New CC Hospitality Services Program kicks off

Clinical Center scores high on patient survey

Longtime Clinical Pathology employee retires

Jolly holidays

The magic touch of the interpreter

Send your receipts

In memory

Teacher award

News briefs

 

New CC Hospitality Services Program kicks off

A hospitable hospital

A ribbon-cutting and reception held last month in the Center Lobby marked the opening of the CC's new Hospitality Services Program. Pictured from left to right are Sue LaRoche, Matthew Corley, Michael Alexander, Dr. John Gallin, Michael Daniel, Edward Pettway, and Nancy Pierre.

From left to right, Sue LaRoche, Michael Daniel, and Maureen Gormley applaud the opening of the CC's new Hospitality Services Program.  

Think back to the first time you entered the Clinical Center. Did you confidently find your way to your appointment or meeting? Or did you wander the endless corridors until a kindly stranger pointed you in the right direction?

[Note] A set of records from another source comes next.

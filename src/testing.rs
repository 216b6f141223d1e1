//! Scripted in-memory gateway for controller tests.

use crate::{
    errors::{AppError, AppResult},
    models::{
        EmployeeId, EmployeePage, EmployeeQuery, EmployeeSummary, HotspotItem, HotspotPeriod,
        ImportJob, Kpis, MonthlyRow, PayrollHistory, PayrollPeriodRecord, Period, TopEmployeeItem,
        TopEmployees, UploadResult,
    },
    services::DataGateway,
};
use async_trait::async_trait;
use rust_decimal::Decimal;
use std::{
    collections::{HashMap, VecDeque},
    sync::Mutex,
    time::Duration,
};

pub(crate) const DEFAULT_LATENCY: Duration = Duration::from_millis(10);

#[derive(Debug, Clone, Copy)]
pub(crate) struct Step {
    pub delay: Duration,
    pub fail: bool,
}

impl Step {
    pub fn ok(ms: u64) -> Self {
        Self {
            delay: Duration::from_millis(ms),
            fail: false,
        }
    }

    pub fn fail(ms: u64) -> Self {
        Self {
            delay: Duration::from_millis(ms),
            fail: true,
        }
    }
}

#[derive(Debug, Clone, PartialEq)]
pub(crate) enum Call {
    ListEmployees(EmployeeQuery),
    Payroll(EmployeeId),
    Periods,
    Monthly,
    Kpis(Option<Period>),
    TopEmployees(Option<Period>, u32),
    Hotspots(u32),
    ListImports,
    Upload(String),
}

#[derive(Debug, Clone, Copy, PartialEq, Eq, Hash)]
pub(crate) enum Endpoint {
    Employees,
    Payroll,
    Periods,
    Monthly,
    Kpis,
    TopEmployees,
    Hotspots,
    Imports,
    Upload,
}

pub(crate) struct ScriptedGateway {
    roster: Vec<EmployeeSummary>,
    pub periods: Mutex<Vec<Period>>,
    pub monthly: Mutex<Vec<MonthlyRow>>,
    pub imports: Mutex<Vec<ImportJob>>,
    scripts: Mutex<HashMap<Endpoint, VecDeque<Step>>>,
    calls: Mutex<Vec<Call>>,
}

impl ScriptedGateway {
    /// Employees 1..=count, ordered by id.
    pub fn with_roster(count: i64) -> Self {
        let roster = (1..=count)
            .map(|i| EmployeeSummary {
                id: EmployeeId(i),
                external_id: format!("P{i:04}"),
                first_name: format!("First{i}"),
                last_name: format!("Last{i}"),
            })
            .collect();

        Self {
            roster,
            periods: Mutex::new(Vec::new()),
            monthly: Mutex::new(Vec::new()),
            imports: Mutex::new(Vec::new()),
            scripts: Mutex::new(HashMap::new()),
            calls: Mutex::new(Vec::new()),
        }
    }

    pub fn with_periods(self, periods: &[&str], monthly: &[&str]) -> Self {
        *self.periods.lock().unwrap() = periods.iter().map(|p| Period::from(*p)).collect();
        *self.monthly.lock().unwrap() = monthly.iter().map(|p| monthly_row(p)).collect();
        self
    }

    /// Queue behaviour for the next calls to `endpoint`; unscripted calls
    /// succeed after [`DEFAULT_LATENCY`].
    pub fn script(&self, endpoint: Endpoint, steps: impl IntoIterator<Item = Step>) {
        self.scripts
            .lock()
            .unwrap()
            .entry(endpoint)
            .or_default()
            .extend(steps);
    }

    pub fn calls(&self) -> Vec<Call> {
        self.calls.lock().unwrap().clone()
    }

    pub fn list_queries(&self) -> Vec<EmployeeQuery> {
        self.calls()
            .into_iter()
            .filter_map(|c| match c {
                Call::ListEmployees(q) => Some(q),
                _ => None,
            })
            .collect()
    }

    pub fn count(&self, matches: impl Fn(&Call) -> bool) -> usize {
        self.calls.lock().unwrap().iter().filter(|c| matches(c)).count()
    }

    async fn run(&self, endpoint: Endpoint, call: Call) -> AppResult<()> {
        self.calls.lock().unwrap().push(call);
        let step = self
            .scripts
            .lock()
            .unwrap()
            .get_mut(&endpoint)
            .and_then(VecDeque::pop_front)
            .unwrap_or(Step {
                delay: DEFAULT_LATENCY,
                fail: false,
            });

        tokio::time::sleep(step.delay).await;
        if step.fail {
            return Err(AppError::Api {
                status: 503,
                message: format!("{endpoint:?} unavailable"),
            });
        }
        Ok(())
    }
}

pub(crate) fn monthly_row(period: &str) -> MonthlyRow {
    MonthlyRow {
        period: Period::from(period),
        employee_count: 3,
        total_cost: Decimal::new(1_250_050, 2),
        gross: Decimal::new(1_000_000, 2),
        sv_ag: Decimal::new(200_000, 2),
        umlage: Decimal::new(10_000, 2),
        ag_bav: Decimal::new(5_000, 2),
        flat_tax: Decimal::ZERO,
        reimb_kk: Decimal::ZERO,
        reimb_ba: Decimal::ZERO,
        reimb_ifsg: Decimal::ZERO,
    }
}

fn payroll_record(period: &str) -> PayrollPeriodRecord {
    PayrollPeriodRecord {
        period: Period::from(period),
        currency: "EUR".to_string(),
        gross_amount: Decimal::new(320_000, 2),
        sv_ag_amount: Decimal::new(64_000, 2),
        ag_bav_amount: Decimal::ZERO,
        subsidy_amount: Decimal::ZERO,
        net_amount: Decimal::new(210_000, 2),
        umlage_amount: Decimal::new(3_900, 2),
        reimb_kk_amount: Decimal::ZERO,
        flat_tax_amount: Decimal::ZERO,
        reimb_ba_amount: Decimal::ZERO,
        reimb_ifsg_amount: Decimal::ZERO,
        total_cost_wo_reimb: Decimal::new(387_900, 2),
        total_cost: Decimal::new(387_900, 2),
    }
}

#[async_trait]
impl DataGateway for ScriptedGateway {
    async fn list_employees(&self, query: &EmployeeQuery) -> AppResult<EmployeePage> {
        self.run(Endpoint::Employees, Call::ListEmployees(query.clone()))
            .await?;

        let matching: Vec<EmployeeSummary> = self
            .roster
            .iter()
            .filter(|e| query.search.as_deref().is_none_or(|s| e.matches(s)))
            .cloned()
            .collect();
        let skip = (query.page.saturating_sub(1) * query.page_size) as usize;

        Ok(EmployeePage {
            total: matching.len() as u64,
            items: matching
                .into_iter()
                .skip(skip)
                .take(query.page_size as usize)
                .collect(),
            page: query.page,
            page_size: query.page_size,
        })
    }

    async fn employee_payroll(&self, employee_id: EmployeeId) -> AppResult<PayrollHistory> {
        self.run(Endpoint::Payroll, Call::Payroll(employee_id)).await?;

        let employee = self
            .roster
            .iter()
            .find(|e| e.id == employee_id)
            .cloned()
            .ok_or(AppError::Api {
                status: 404,
                message: "Employee not found".to_string(),
            })?;
        Ok(PayrollHistory {
            employee,
            payroll: vec![payroll_record("2024-02"), payroll_record("2024-01")],
        })
    }

    async fn periods(&self) -> AppResult<Vec<Period>> {
        self.run(Endpoint::Periods, Call::Periods).await?;
        Ok(self.periods.lock().unwrap().clone())
    }

    async fn monthly_costs(&self) -> AppResult<Vec<MonthlyRow>> {
        self.run(Endpoint::Monthly, Call::Monthly).await?;
        Ok(self.monthly.lock().unwrap().clone())
    }

    async fn kpis(&self, period: Option<&Period>) -> AppResult<Kpis> {
        self.run(Endpoint::Kpis, Call::Kpis(period.cloned())).await?;
        Ok(Kpis {
            period: period.cloned(),
            employee_count: self.roster.len() as u32,
            total_cost: Decimal::new(1_250_050, 2),
            total_gross: Decimal::new(1_000_000, 2),
            total_sv_ag: Decimal::new(200_000, 2),
            total_reimb_kk: Decimal::ZERO,
            total_reimb_ba: Decimal::ZERO,
            total_reimb_ifsg: Decimal::ZERO,
            last_import_status: Some("success".to_string()),
        })
    }

    async fn top_employees(&self, period: Option<&Period>, limit: u32) -> AppResult<TopEmployees> {
        self.run(Endpoint::TopEmployees, Call::TopEmployees(period.cloned(), limit))
            .await?;
        Ok(TopEmployees {
            period: period.cloned(),
            items: self
                .roster
                .iter()
                .take(limit as usize)
                .map(|e| TopEmployeeItem {
                    employee_id: e.id,
                    external_id: e.external_id.clone(),
                    first_name: e.first_name.clone(),
                    last_name: e.last_name.clone(),
                    total_cost: Decimal::new(400_000, 2),
                })
                .collect(),
        })
    }

    async fn hotspots(&self, limit: u32) -> AppResult<Vec<HotspotPeriod>> {
        self.run(Endpoint::Hotspots, Call::Hotspots(limit)).await?;
        let periods = self.periods.lock().unwrap().clone();
        Ok(periods
            .into_iter()
            .map(|period| HotspotPeriod {
                period,
                items: self
                    .roster
                    .iter()
                    .take(limit as usize)
                    .map(|e| HotspotItem {
                        external_id: e.external_id.clone(),
                        first_name: e.first_name.clone(),
                        last_name: e.last_name.clone(),
                        total_cost: Decimal::new(400_000, 2),
                    })
                    .collect(),
            })
            .collect())
    }

    async fn list_imports(&self) -> AppResult<Vec<ImportJob>> {
        self.run(Endpoint::Imports, Call::ListImports).await?;
        Ok(self.imports.lock().unwrap().clone())
    }

    async fn upload_import(&self, filename: &str, _contents: Vec<u8>) -> AppResult<UploadResult> {
        self.run(Endpoint::Upload, Call::Upload(filename.to_string()))
            .await?;

        let mut imports = self.imports.lock().unwrap();
        let id = imports.len() as i64 + 1;
        let job = ImportJob {
            id,
            filename: filename.to_string(),
            period: Some(Period::from("2024-03")),
            status: "success".to_string(),
        };
        imports.insert(0, job.clone());

        Ok(UploadResult {
            id,
            status: job.status,
            period: job.period,
            filename: job.filename,
        })
    }
}
//! Bucket assignment.
//!
//! A key is turned into a 32-bit seed hash by its [`BucketKey`] impl, the
//! seed is run through the MurmurHash3 `fmix32` finalizer, and the mixed
//! value is reduced to a bucket index. Everything here is a pure function of
//! the key: a map built twice with the same bucket count places every key in
//! the same bucket both times.

use std::hash::Hash;
use std::sync::Arc;

/// Hasher used inside each bucket's table.
#[cfg(not(feature = "fxhash"))]
pub type TableHasher = ahash::RandomState;

/// Hasher used inside each bucket's table.
#[cfg(feature = "fxhash")]
pub type TableHasher = fxhash::FxBuildHasher;

/// A key that can be routed to a bucket.
///
/// Implementations provide a 32-bit seed hash. Wrapper types (`Box`, `Arc`,
/// references, `Option`) forward to the wrapped key so that a boxed key and
/// its bare form always land in the same bucket.
pub trait BucketKey: Hash + Eq {
    /// The 32-bit hash code of this key before mixing.
    fn seed_hash(&self) -> i32;

    /// The bucket this key belongs to, in `[0, buckets)`.
    ///
    /// `buckets` must be at least 1.
    #[inline]
    fn bucket_index(&self, buckets: u32) -> u32 {
        bucket_for_seed(self.seed_hash(), buckets)
    }
}

/// MurmurHash3 32-bit finalizer.
#[inline]
pub fn mix(seed: i32) -> i32 {
    let mut h = seed as u32;
    h ^= h >> 16;
    h = h.wrapping_mul(0x85eb_ca6b);
    h ^= h >> 13;
    h = h.wrapping_mul(0xc2b2_ae35);
    h ^= h >> 16;
    h as i32
}

/// Reduce a mixed hash to `[0, buckets)`.
///
/// `i32::MIN` has no positive counterpart, so the magnitude is taken as an
/// unsigned value instead of negating.
#[inline]
pub fn reduce(mixed: i32, buckets: u32) -> u32 {
    mixed.unsigned_abs() % buckets
}

/// Bucket index for an already computed seed hash.
#[inline]
pub fn bucket_for_seed(seed: i32, buckets: u32) -> u32 {
    reduce(mix(seed), buckets)
}

/// Fold a 64-bit value into 32 bits by XOR-ing its halves.
#[inline]
pub fn fold_long(value: i64) -> i32 {
    (value ^ ((value as u64) >> 32) as i64) as i32
}

/// 31-polynomial hash code over a byte string.
#[inline]
pub fn bytes_hash(bytes: &[u8]) -> i32 {
    bytes
        .iter()
        .fold(0i32, |h, &b| h.wrapping_mul(31).wrapping_add(b as i32))
}

impl BucketKey for i32 {
    #[inline]
    fn seed_hash(&self) -> i32 {
        *self
    }
}

macro_rules! impl_widened_key {
    ($($t:ty),* $(,)?) => {
        $(
            impl BucketKey for $t {
                #[inline]
                fn seed_hash(&self) -> i32 {
                    *self as i32
                }
            }
        )*
    };
}

impl_widened_key!(i8, i16, u8, u16, u32);

macro_rules! impl_long_key {
    ($($t:ty),* $(,)?) => {
        $(
            impl BucketKey for $t {
                #[inline]
                fn seed_hash(&self) -> i32 {
                    fold_long(*self as i64)
                }
            }
        )*
    };
}

impl_long_key!(i64, u64, isize, usize);

impl BucketKey for char {
    #[inline]
    fn seed_hash(&self) -> i32 {
        *self as u32 as i32
    }
}

impl BucketKey for bool {
    #[inline]
    fn seed_hash(&self) -> i32 {
        if *self {
            1231
        } else {
            1237
        }
    }
}

impl BucketKey for str {
    #[inline]
    fn seed_hash(&self) -> i32 {
        bytes_hash(self.as_bytes())
    }
}

impl BucketKey for String {
    #[inline]
    fn seed_hash(&self) -> i32 {
        bytes_hash(self.as_bytes())
    }
}

impl BucketKey for [u8] {
    #[inline]
    fn seed_hash(&self) -> i32 {
        bytes_hash(self)
    }
}

impl BucketKey for Vec<u8> {
    #[inline]
    fn seed_hash(&self) -> i32 {
        bytes_hash(self)
    }
}

impl<K: BucketKey + ?Sized> BucketKey for &K {
    #[inline]
    fn seed_hash(&self) -> i32 {
        (**self).seed_hash()
    }

    #[inline]
    fn bucket_index(&self, buckets: u32) -> u32 {
        (**self).bucket_index(buckets)
    }
}

impl<K: BucketKey + ?Sized> BucketKey for Box<K> {
    #[inline]
    fn seed_hash(&self) -> i32 {
        (**self).seed_hash()
    }

    #[inline]
    fn bucket_index(&self, buckets: u32) -> u32 {
        (**self).bucket_index(buckets)
    }
}

impl<K: BucketKey + ?Sized> BucketKey for Arc<K> {
    #[inline]
    fn seed_hash(&self) -> i32 {
        (**self).seed_hash()
    }

    #[inline]
    fn bucket_index(&self, buckets: u32) -> u32 {
        (**self).bucket_index(buckets)
    }
}

/// `None` is the null key and always lives in bucket 0.
impl<K: BucketKey> BucketKey for Option<K> {
    #[inline]
    fn seed_hash(&self) -> i32 {
        match self {
            Some(key) => key.seed_hash(),
            None => 0,
        }
    }

    #[inline]
    fn bucket_index(&self, buckets: u32) -> u32 {
        match self {
            Some(key) => key.bucket_index(buckets),
            None => 0,
        }
    }
}

#[cfg(test)]
mod tests {
    use super::*;

    // fmix32(SEED_TO_MIN) == i32::MIN
    const SEED_TO_MIN: i32 = 2_126_943_072;

    #[test]
    fn test_mix_known_values() {
        assert_eq!(mix(0), 0);
        assert_eq!(mix(1) as u32, 0x514e_28b7);
        assert_eq!(mix(2) as u32, 0x30f4_c306);
    }

    #[test]
    fn test_min_int_reduces_without_negation() {
        assert_eq!(mix(SEED_TO_MIN), i32::MIN);

        // 2^31 % 3 == 2, 2^31 % 7 == 2, 2^31 % 2 == 0
        assert_eq!(reduce(i32::MIN, 3), 2);
        assert_eq!(reduce(i32::MIN, 7), 2);
        assert_eq!(reduce(i32::MIN, 2), 0);
        assert_eq!(reduce(i32::MIN, 1), 0);

        for buckets in 1..=64 {
            assert!(SEED_TO_MIN.bucket_index(buckets) < buckets);
        }
        assert_eq!(SEED_TO_MIN.bucket_index(3), 2);
    }

    #[test]
    fn test_negative_mixed_values_are_in_range() {
        assert_eq!(reduce(-1, 10), 1);
        assert_eq!(reduce(-15, 10), 5);
        assert_eq!(reduce(i32::MAX, 10), (i32::MAX as u32) % 10);
    }

    #[test]
    fn test_fold_long() {
        assert_eq!(fold_long(0), 0);
        assert_eq!(fold_long(1), 1);
        assert_eq!(fold_long(1 << 32), 1);
        assert_eq!(fold_long(-1), 0);
        assert_eq!(5i64.seed_hash(), 5);
        assert_eq!(5u64.seed_hash(), 5i32.seed_hash());
    }

    #[test]
    fn test_boxed_and_primitive_forms_agree() {
        for key in [-3i64, 0, 7, i64::MAX, i64::MIN, 1 << 40] {
            for buckets in [1, 2, 8, 13, 1024] {
                let expected = key.bucket_index(buckets);
                assert_eq!(Box::new(key).bucket_index(buckets), expected);
                assert_eq!(Arc::new(key).bucket_index(buckets), expected);
                assert_eq!((&key).bucket_index(buckets), expected);
                assert_eq!(Some(key).bucket_index(buckets), expected);
            }
        }
    }

    #[test]
    fn test_string_forms_agree() {
        let owned = String::from("bucket");
        let boxed: Box<str> = "bucket".into();
        assert_eq!(owned.seed_hash(), "bucket".seed_hash());
        assert_eq!(owned.seed_hash(), boxed.seed_hash());
        assert_eq!(owned.seed_hash(), b"bucket".to_vec().seed_hash());
        assert_eq!("".seed_hash(), 0);
        assert_eq!("a".seed_hash(), 97);
        assert_eq!("ab".seed_hash(), 97 * 31 + 98);
    }

    #[test]
    fn test_null_key_is_bucket_zero() {
        for buckets in [1, 2, 17, 100_000_000] {
            assert_eq!(None::<i32>.bucket_index(buckets), 0);
            assert_eq!(None::<String>.bucket_index(buckets), 0);
        }
    }

    #[test]
    fn test_clustered_keys_spread() {
        // Multiples of 1024 share their low bits; the mix has to spread them.
        let buckets = 16u32;
        let mut counts = vec![0usize; buckets as usize];
        for i in 0..16_000i32 {
            counts[(i * 1024).bucket_index(buckets) as usize] += 1;
        }
        let min = *counts.iter().min().unwrap();
        let max = *counts.iter().max().unwrap();
        assert!(min > 700, "bucket too light: {:?}", counts);
        assert!(max < 1300, "bucket too heavy: {:?}", counts);
    }
}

Thanks to the CC's new Hospitality Services Program launched last month, newcomers won't have to wander and wonder anymore; they'll have easy access to specially trained hospitality staff who will help them navigate this ever-changing building.

At the ribbon-cutting ceremony, CC Director John Gallin said, "Today we celebrate the beginning of hospitality services at the Clinical Center in a formal way. We've always been very hospitable, but now we are formalizing it. This is the beginning of teaching people to smile and to be generally helpful to everybody."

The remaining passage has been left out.